JR東日本グループが初めて駅を離れて開発に着手した「ウォーターズ竹芝」の一角に位置する同ホテルは、マリオット・インターナショナルの「オートグラフ -コレクション」ブランドに加盟している。このブランドでは、個性が際立つ「唯一無二」のホテルであることが求められる。
 「TOKYO WAVES」がメズム東京のコンセプト。東京湾とスカイツリーを臨む水辺のロケーションから着想を受け、“変わりゆく東京”をの躍動感を五感で感じられるホテルを目指している。
 そして「スタイル」「おもてなし」「インスピレーション」を柱に、東京の今を感じさせる工夫を凝らしている。

生沼久総支配人

「スタイル」の面では、東京発の「モード」を軸に据えた。生沼総支配人が求めるのは「かっこよさ」だ。「『東京の今』を表現しようと思ったとき、従来のホテルのようなオーソドックスなスーツスタイルは違うと感じた。またカジュアルなスタイルも“クール”とは言い難い。第三軸としてモードを表現しようと考えた」(生沼総支配人)。
 そして東京発モードブランドの代表格であるヨウジヤマモト社に制服を作ってもらえないかと声を掛けた。ベースは「Y's(ワイズ)」のライン「Y'sBANG ON!」(※)に決まった。そこに洗濯に強い素材やサイズ調節のしやすさを加えた、ジャケット、ブラウス、パンツ、ポシェットの制服一式を制作した。

腕にはオリジナルの刺繍が入る

ヨウジヤマモト社とのコラボレーションは同ホテルの「インスピレーション」面にも大きな影響を与えた。「制服づくりを行っていく中で、デザイン画を起こすだけがデザインではないと知った。パターン、生地、縫製など、ものづくりの過程全てがヨウジヤマモト社のデザインであって、ブランドや品質の高さにつながる。この精神をホテル作りにも参考にしたい」(生沼総支配人)。
 ただ近年ではこういったモード服を着る日本人は少なくなっている。制服を通して高品質な服作りの良さや、文化を伝えたいと生沼総支配人は意気込む。

働きやすさとジェンダーレス

現在、多くのホテルがフロント、ベルスタッフ、ドアマンなど役割ごとに異なる制服を採用しており、もちろん男女でも違う。しかし同ホテルでは、宿泊部門・料飲部門の垣根のないワンチームでの接客サービス「スターサービス」を採用しており、セクションに関係なく全員が同じデザインの制服を、S、M、Lの3サイズから選ぶことになっている。
 「ホテルでは近年スタッフの女性比率が高まっており、仕事内容も男性と変わららない。基本的に立ち仕事で、重労働や激しい動きも多い。にもかかわらずスカートやヒール靴を履かなければならないのは疑問だった」という生沼総支配人。また男女ともに体型にぴったり合った制服を着ることで動きも制限される。
 そこでメズム東京の制服は働く人の快適さと機能性を考慮し、動きやすくゆったりした作りで、これと合わせてヒールのないワークシューズを推奨した。腕まくりをしたり、ズボンの裾を絞ったり、着こなしも自由。各自に任せているため、同じ制服でもセンスや体型により個性が出る。ルールは1つだけ、「かっこよく着る」こと。モードの世界観を保つため、着こなしのレッスンや、プロのメイクアップアーティストによるモードを意識したメイクレッスンも行っているという。

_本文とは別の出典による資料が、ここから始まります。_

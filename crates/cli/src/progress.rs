//! Cargo-style progress output for vsync
//!
//! Displays progress in the familiar cargo format:
//! ```text
//!    Scanning 18211 entries, 1.02 GiB
//!     Scanned 20480 files, 1311 dirs (1.20 GiB) in 3.21s
//!     Changed 120 upserted, 4 removed
//!       Clock [laptop:7]
//! ```

use std::io::Write as _;
use std::sync::OnceLock;
use std::time::{Duration, Instant};

use indicatif::{MultiProgress, ProgressBar, ProgressStyle};
use vsync_core::{ChangeAction, ChangeRecord, JobOutcome, ScanReport};

/// Status verbs for cargo-style output (right-aligned to 12 chars)
struct Status;

impl Status {
    const SCANNING: &str = "Scanning";
    const SCANNED: &str = "Scanned";
    const CHANGED: &str = "Changed";
    const CLOCK: &str = "Clock";
    const UPSERTED: &str = "Upserted";
    const REMOVED: &str = "Removed";
    const WATCHING: &str = "Watching";
}

/// Shared draw target so log lines and spinners do not overwrite each other.
pub fn multi() -> &'static MultiProgress {
    static MULTI: OnceLock<MultiProgress> = OnceLock::new();
    MULTI.get_or_init(MultiProgress::new)
}

/// `tracing` writer that prints above any active spinner.
#[derive(Clone, Copy, Debug, Default)]
pub struct ProgressWriter;

impl std::io::Write for ProgressWriter {
    fn write(&mut self, buf: &[u8]) -> std::io::Result<usize> {
        multi().suspend(|| std::io::stderr().write(buf))
    }

    fn flush(&mut self) -> std::io::Result<()> {
        multi().suspend(|| std::io::stderr().flush())
    }
}

impl<'a> tracing_subscriber::fmt::MakeWriter<'a> for ProgressWriter {
    type Writer = Self;

    fn make_writer(&'a self) -> Self::Writer {
        *self
    }
}

/// Print a cargo-style status line
pub fn print_status(status: &str, message: &str) {
    let style = console::Style::new().green().bold();
    let line = format!("{:>12} {}", style.apply_to(status), message);
    multi().suspend(|| {
        let _ = writeln!(console::Term::stderr(), "{line}");
    });
}

fn print_warning(status: &str, message: &str) {
    let style = console::Style::new().yellow().bold();
    let line = format!("{:>12} {}", style.apply_to(status), message);
    multi().suspend(|| {
        let _ = writeln!(console::Term::stderr(), "{line}");
    });
}

fn format_elapsed(elapsed: Duration) -> String {
    if elapsed.as_secs() >= 1 {
        format!("{:.2}s", elapsed.as_secs_f64())
    } else {
        format!("{}ms", elapsed.as_millis())
    }
}

/// Progress tracker for one scan job
pub struct ScanProgress {
    start: Instant,
    spinner: ProgressBar,
}

impl ScanProgress {
    pub fn new() -> Self {
        let spinner = multi().add(ProgressBar::new_spinner());
        spinner.set_style(
            ProgressStyle::default_spinner()
                .template("{spinner:.green} {msg:>12} {prefix}")
                .unwrap_or_else(|_| ProgressStyle::default_spinner()),
        );
        spinner.set_message(Status::SCANNING);
        spinner.enable_steady_tick(Duration::from_millis(80));
        Self {
            start: Instant::now(),
            spinner,
        }
    }

    /// Refresh the spinner from a running report
    pub fn update(&self, report: &ScanReport) {
        let size = humansize::format_size(report.total_size, humansize::BINARY);
        self.spinner
            .set_prefix(format!("{} entries, {size}", report.entries()));
    }

    /// Clear the spinner without a summary
    pub fn clear(&self) {
        self.spinner.finish_and_clear();
    }

    /// Clear the spinner and print the job summary
    pub fn finish(&self, outcome: &JobOutcome) {
        self.spinner.finish_and_clear();
        let elapsed = format_elapsed(self.start.elapsed());

        if outcome.cancelled {
            print_warning("Cancelled", &format!("after {elapsed}"));
        } else if let Some(error) = &outcome.error {
            print_warning("Failed", &format!("{error} after {elapsed}"));
        } else if let Some(report) = &outcome.report {
            let size = humansize::format_size(report.total_size, humansize::BINARY);
            print_status(
                Status::SCANNED,
                &format!(
                    "{} files, {} dirs, {} links ({size}) in {elapsed}",
                    report.files, report.directories, report.soft_links
                ),
            );
            print_status(
                Status::CHANGED,
                &format!("{} upserted, {} removed", report.upserted, report.removed),
            );
            if report.errors > 0 || report.ignored > 0 {
                print_warning(
                    "Skipped",
                    &format!("{} ignored, {} unreadable", report.ignored, report.errors),
                );
            }
        }
        print_status(Status::CLOCK, &outcome.clock.to_string());
    }
}

impl Default for ScanProgress {
    fn default() -> Self {
        Self::new()
    }
}

/// One line per committed change while watching
pub fn change(record: &ChangeRecord) {
    let path = record.path.display();
    match (record.action, &record.entry) {
        (ChangeAction::Upsert, Some(entry)) => {
            print_status(Status::UPSERTED, &format!("{path} ({})", entry.kind.label()));
        }
        (ChangeAction::Upsert, None) => print_status(Status::UPSERTED, &path.to_string()),
        (ChangeAction::Remove, _) => print_status(Status::REMOVED, &path.to_string()),
    }
}

pub fn watching(root: &std::path::Path) {
    print_status(
        Status::WATCHING,
        &format!("{} (Ctrl+C to stop)", root.display()),
    );
}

ズボンの裾を絞ったり、腕をまくったりと各人がかっこよく見える着こなしを工夫

「かっこいい」は男女共通

メズム東京のブランディング要素として、ジェンダーレスは大いに影響していると生沼総支配人は話す。女性を意識してブランディングしたり、マーケティングを行うラグジュアリーホテルが多いというが、「男性利用客も満足させるホテルを作りたい」という意識が強かったと振り返る。
 例えば女性客を意識して選定されがちなアメニティも、同ホテルではメンズスキンケアブランド「バルグオム」とコラボレーションし、ジェンダーレスなバスアメニティシリーズを採用している。今後は秋冬に向けてジェンダーレスな帽子、コートの制服を準備している。

アメニティ「THE BLEND」は男女ともに心地よい香りを目指した
 「『かっこいい』という言葉は男女関係なく使う。それを追求していくとジェンダーレスにつながるし、東京の今の雰囲気がそういった方向性になっていることが表れていると感じる」(生沼総支配人)。

従来の「ホテルらしさ」を見直し、新たな目線で作り上げてきたメズム東京。その過程の1つとして「男らしさ」「女らしさ」を超えたジェンダーレスな制服やアメニティを採用してきた。「今後も従来の価値観に囚われた『〇〇らしさ』を超え、『それ自体がどういった価値を持つのか』を見直して新たなホテルを作っていきたい」(生沼総支配人)。

(※)「Y's(ワイズ)」は1972年に山本耀司氏の最初のブランドとして創設された、ヨウジヤマモト社の旗艦ブランド。「Y'sBANG ON!」はメンズパターンをジェンダーレスに表現している。

昆梓紗
昆梓紗 Kon Azusa デジタルメディア局DX編集部 記者
同じ制服であっても、着こなしをそれぞれの体型やスタイルに合わせることで、逆に個性が際立つ、という不思議な効果が生まれていました。生沼総支配人もヨウジヤマモト社の服を個人的に購入し、ホテルのイメージに合わせて着こなしていました。